══ SOURCE DATA ══
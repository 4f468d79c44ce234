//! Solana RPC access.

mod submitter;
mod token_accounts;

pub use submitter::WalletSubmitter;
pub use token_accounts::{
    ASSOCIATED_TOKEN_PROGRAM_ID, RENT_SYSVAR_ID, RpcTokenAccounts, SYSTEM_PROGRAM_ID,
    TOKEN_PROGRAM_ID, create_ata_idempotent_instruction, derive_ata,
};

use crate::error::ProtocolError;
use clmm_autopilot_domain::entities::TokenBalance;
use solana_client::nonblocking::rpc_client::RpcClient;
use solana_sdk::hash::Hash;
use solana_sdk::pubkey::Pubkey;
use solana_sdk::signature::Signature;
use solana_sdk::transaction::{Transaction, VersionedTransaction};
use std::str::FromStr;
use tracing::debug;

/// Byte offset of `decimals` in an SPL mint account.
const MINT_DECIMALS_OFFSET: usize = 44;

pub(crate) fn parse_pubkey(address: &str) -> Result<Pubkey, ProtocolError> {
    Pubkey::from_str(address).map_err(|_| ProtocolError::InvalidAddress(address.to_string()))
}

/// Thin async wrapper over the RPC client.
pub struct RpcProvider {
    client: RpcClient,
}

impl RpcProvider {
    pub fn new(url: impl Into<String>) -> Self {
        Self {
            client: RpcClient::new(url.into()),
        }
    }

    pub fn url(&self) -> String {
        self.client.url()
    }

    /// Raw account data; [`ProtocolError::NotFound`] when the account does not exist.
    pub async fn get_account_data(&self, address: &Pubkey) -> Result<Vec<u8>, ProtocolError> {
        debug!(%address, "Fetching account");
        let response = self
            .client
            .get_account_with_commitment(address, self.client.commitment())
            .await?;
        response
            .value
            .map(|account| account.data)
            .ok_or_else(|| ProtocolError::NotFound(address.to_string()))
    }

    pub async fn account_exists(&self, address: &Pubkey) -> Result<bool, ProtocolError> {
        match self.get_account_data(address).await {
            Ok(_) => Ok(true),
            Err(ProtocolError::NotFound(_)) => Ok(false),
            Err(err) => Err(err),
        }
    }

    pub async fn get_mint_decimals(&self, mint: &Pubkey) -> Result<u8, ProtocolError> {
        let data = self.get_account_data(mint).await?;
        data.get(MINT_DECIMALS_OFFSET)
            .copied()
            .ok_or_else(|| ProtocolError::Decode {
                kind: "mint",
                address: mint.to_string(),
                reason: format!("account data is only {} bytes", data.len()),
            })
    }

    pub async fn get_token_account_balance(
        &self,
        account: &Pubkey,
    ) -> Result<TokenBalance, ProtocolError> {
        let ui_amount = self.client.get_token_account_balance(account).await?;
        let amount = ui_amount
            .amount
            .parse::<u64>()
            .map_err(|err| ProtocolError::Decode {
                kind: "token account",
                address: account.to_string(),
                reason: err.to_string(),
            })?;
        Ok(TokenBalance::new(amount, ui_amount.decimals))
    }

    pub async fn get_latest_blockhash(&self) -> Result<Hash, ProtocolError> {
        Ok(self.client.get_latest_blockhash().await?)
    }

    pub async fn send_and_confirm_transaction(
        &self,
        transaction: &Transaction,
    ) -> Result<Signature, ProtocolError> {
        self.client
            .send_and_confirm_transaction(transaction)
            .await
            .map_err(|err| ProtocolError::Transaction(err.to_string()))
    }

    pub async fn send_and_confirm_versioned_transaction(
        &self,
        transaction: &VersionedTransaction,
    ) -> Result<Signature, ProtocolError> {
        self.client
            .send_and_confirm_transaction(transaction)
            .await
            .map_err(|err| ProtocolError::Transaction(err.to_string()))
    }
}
═══
▸ **WHAT THE EXERCISE ASKS**: Whenever the string "RpcClient" shows up in a line of the records, copy that line.

▸ **PROBLEM SOLUTION**:
use solana_client::nonblocking::rpc_client::RpcClient;
    client: RpcClient,
            client: RpcClient::new(url.into()),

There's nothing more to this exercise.